The 15-member committee, which includes Saudi Arabia’s deputy health minister Ziad Memish and health officials from six other predominantly Muslim countries, met via teleconference today to decide whether Middle East respiratory syndrome coronavirus, or MERS-CoV, represents a public health emergency of international concern. Chan last convened the committee to battle the 2009 global flu pandemic. The group plans to meet again on July 17.
“Millions of people are going to Mecca and to Medina: we cannot stop that and we should not stop that,” Chan said in an interview at the WHO’s headquarters in Geneva yesterday. “We need to say that it’s OK to go, but these are the measures that governments must take.”

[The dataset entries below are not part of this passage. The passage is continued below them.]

//! Load-time diagnostics for rule files.
//!
//! Every loader (grammar, locutions, proper nouns, constraint grammar,
//! dependency rules) records what it finds into a [`LoadReport`] and keeps
//! going after the first problem, so a broken file reports all of its errors
//! at once. [`LoadReport::finish`] then turns the report into a `Result`:
//! errors reject the whole file, warnings are logged and the load succeeds.

use std::fmt;

use serde::Serialize;

use crate::errors::{LingError, Result};

// ─── Severity ───────────────────────────────────────────────────────────────

/// Whether a diagnostic is a hard error or a soft warning.
#[derive(Debug, Clone, Copy, PartialEq, Eq, Serialize)]
#[serde(rename_all = "snake_case")]
pub enum Severity {
    Error,
    Warning,
}

// ─── Codes ──────────────────────────────────────────────────────────────────

/// Stable identifiers for load-time findings.
#[derive(Debug, Clone, Copy, PartialEq, Eq, Hash, Serialize)]
#[serde(rename_all = "snake_case")]
pub enum DiagnosticCode {
    /// Unexpected token or malformed line.
    Syntax,
    /// Grammar has no `@START` directive.
    MissingStart,
    /// `@START` given more than once.
    DuplicateStart,
    /// Start symbol declared `@HIDDEN` or `@NOTOP`.
    InvalidStart,
    /// A directive names a terminal symbol.
    TerminalInDirective,
    /// `@HIDDEN` and `@ONLYTOP` both given for one symbol.
    HiddenOverridesOnlytop,
    /// Non-unary rule without governor mark.
    MissingGovernor,
    /// Reference to an undefined set.
    UndefinedSet,
    /// `barrier` on a fixed-position condition.
    BarrierWithoutStar,
    /// A referenced file could not be read.
    UnreadableFile,
    /// A regular expression does not compile.
    InvalidRegex,
    /// Malformed tag in a lexicon entry.
    InvalidTag,
    /// Unknown predicate, operation or parameter name.
    UnknownName,
    /// Semantic predicate used without a semantic database.
    MissingSemanticDb,
}

impl DiagnosticCode {
    /// Returns the user-facing name used in messages.
    pub fn as_str(&self) -> &'static str {
        match self {
            Self::Syntax => "syntax",
            Self::MissingStart => "missing_start",
            Self::DuplicateStart => "duplicate_start",
            Self::InvalidStart => "invalid_start",
            Self::TerminalInDirective => "terminal_in_directive",
            Self::HiddenOverridesOnlytop => "hidden_overrides_onlytop",
            Self::MissingGovernor => "missing_governor",
            Self::UndefinedSet => "undefined_set",
            Self::BarrierWithoutStar => "barrier_without_star",
            Self::UnreadableFile => "unreadable_file",
            Self::InvalidRegex => "invalid_regex",
            Self::InvalidTag => "invalid_tag",
            Self::UnknownName => "unknown_name",
            Self::MissingSemanticDb => "missing_semantic_db",
        }
    }
}

// ─── Diagnostic ─────────────────────────────────────────────────────────────

/// A single finding, attached to a line of the file when one is known.
#[derive(Debug, Clone, Serialize)]
pub struct Diagnostic {
    pub severity: Severity,
    pub code: DiagnosticCode,
    #[serde(skip_serializing_if = "Option::is_none")]
    pub line: Option<usize>,
    pub message: String,
    #[serde(skip_serializing_if = "Option::is_none")]
    pub hint: Option<String>,
}

impl Diagnostic {
    pub fn error(code: DiagnosticCode, line: Option<usize>, message: impl Into<String>) -> Self {
        Self {
            severity: Severity::Error,
            code,
            line,
            message: message.into(),
            hint: None,
        }
    }

    pub fn warning(code: DiagnosticCode, line: Option<usize>, message: impl Into<String>) -> Self {
        Self {
            severity: Severity::Warning,
            code,
            line,
            message: message.into(),
            hint: None,
        }
    }

    /// Attach a fix suggestion.
    pub fn with_hint(mut self, hint: impl Into<String>) -> Self {
        self.hint = Some(hint.into());
        self
    }
}

impl fmt::Display for Diagnostic {
    fn fmt(&self, f: &mut fmt::Formatter<'_>) -> fmt::Result {
        let level = match self.severity {
            Severity::Error => "error",
            Severity::Warning => "warning",
        };
        match self.line {
            Some(line) => write!(f, "{level}[{}] line {line}: {}", self.code.as_str(), self.message)?,
            None => write!(f, "{level}[{}]: {}", self.code.as_str(), self.message)?,
        }
        if let Some(hint) = &self.hint {
            write!(f, " (hint: {hint})")?;
        }
        Ok(())
    }
}

// ─── Report ─────────────────────────────────────────────────────────────────

/// All findings collected while loading one rule file.
#[derive(Debug, Clone, Default, Serialize)]
pub struct LoadReport {
    /// Name of the file (or `"<inline>"` for text sources).
    pub origin: String,
    pub diagnostics: Vec<Diagnostic>,
}

impl LoadReport {
    pub fn new(origin: impl Into<String>) -> Self {
        Self {
            origin: origin.into(),
            diagnostics: Vec::new(),
        }
    }

    pub fn push(&mut self, diagnostic: Diagnostic) {
        self.diagnostics.push(diagnostic);
    }

    pub fn error(&mut self, code: DiagnosticCode, line: Option<usize>, message: impl Into<String>) {
        self.push(Diagnostic::error(code, line, message));
    }

    pub fn warning(&mut self, code: DiagnosticCode, line: Option<usize>, message: impl Into<String>) {
        self.push(Diagnostic::warning(code, line, message));
    }

    /// Iterate over error-severity diagnostics.
    pub fn errors(&self) -> impl Iterator<Item = &Diagnostic> {
        self.diagnostics
            .iter()
            .filter(|d| d.severity == Severity::Error)
    }

    /// Iterate over warning-severity diagnostics.
    pub fn warnings(&self) -> impl Iterator<Item = &Diagnostic> {
        self.diagnostics
            .iter()
            .filter(|d| d.severity == Severity::Warning)
    }

    /// Returns `true` if any diagnostic is an error.
    pub fn has_errors(&self) -> bool {
        self.diagnostics
            .iter()
            .any(|d| d.severity == Severity::Error)
    }

    /// Returns `true` if a diagnostic with the given code was recorded.
    pub fn has_code(&self, code: DiagnosticCode) -> bool {
        self.diagnostics.iter().any(|d| d.code == code)
    }

    pub fn len(&self) -> usize {
        self.diagnostics.len()
    }

    pub fn is_empty(&self) -> bool {
        self.diagnostics.is_empty()
    }

    /// Log warnings and return `value`, or fail with every error found.
    pub fn finish<T>(self, value: T) -> Result<T> {
        if self.has_errors() {
            return Err(LingError::Config {
                origin: self.origin.clone(),
                report: self,
            });
        }
        for warning in self.warnings() {
            tracing::warn!(origin = %self.origin, "{warning}");
        }
        Ok(value)
    }
}

impl fmt::Display for LoadReport {
    fn fmt(&self, f: &mut fmt::Formatter<'_>) -> fmt::Result {
        let n_errors = self.errors().count();
        write!(f, "{n_errors} error(s)")?;
        for d in self.errors() {
            write!(f, "; {d}")?;
        }
        Ok(())
    }
}

#[cfg(test)]
mod tests {
    use super::*;

    #[test]
    fn test_report_without_errors_finishes() {
        let mut report = LoadReport::new("grammar.gram");
        report.warning(DiagnosticCode::MissingGovernor, Some(3), "non-unary rule");
        assert!(!report.has_errors());
        assert_eq!(report.finish(42).unwrap(), 42);
    }

    #[test]
    fn test_report_collects_all_errors() {
        let mut report = LoadReport::new("cg.rlx");
        report.error(DiagnosticCode::Syntax, Some(1), "unexpected ')'");
        report.error(DiagnosticCode::UndefinedSet, Some(7), "set Foo");
        report.warning(DiagnosticCode::Syntax, None, "trailing text");

        assert_eq!(report.errors().count(), 2);
        assert_eq!(report.warnings().count(), 1);

        let err = report.finish(()).unwrap_err();
        let report = err.report().unwrap();
        assert!(report.has_code(DiagnosticCode::UndefinedSet));
        let message = err.to_string();
        assert!(message.starts_with("cg.rlx: 2 error(s)"));
        assert!(message.contains("line 7"));
    }

    #[test]
    fn test_diagnostic_display_with_hint() {
        let d = Diagnostic::error(DiagnosticCode::MissingStart, None, "no @START")
            .with_hint("add `@START S.`");
        assert_eq!(
            d.to_string(),
            "error[missing_start]: no @START (hint: add `@START S.`)"
        );
    }
}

The previously unknown virus has sickened 80 people and killed 45 worldwide, according to the WHO. While most cases have been detected in Saudi Arabia, infections in the U.K., France, Germany and Italy have sparked concern of a global outbreak like 2003’s SARS epidemic. Scientists still don’t know where the new virus came from or how’s it’s spreading.
That prompted Chan to say at the WHO’s annual World Health Assembly in May that the virus is her “greatest concern.” While the pace of new infections has slowed since then, she said she wants to be prepared in case it returns.
“Am I still worried? The answer is yes,” she said. “Eventually I hope the disease will burn out. But what if it doesn’t? We should always have plan A, plan B and plan C.”
Chan, who fought SARS as director of health in Hong Kong a decade ago, said the lessons from that outbreak may have helped prevent MERS from becoming worse.
“We have learned from SARS: if you limit the population’s exposure, the disease will die out on its own,” she said. “We just hope that this is also what we are seeing. I have learned from too many occasions in the last 40 years in public health. I never let down my guard.”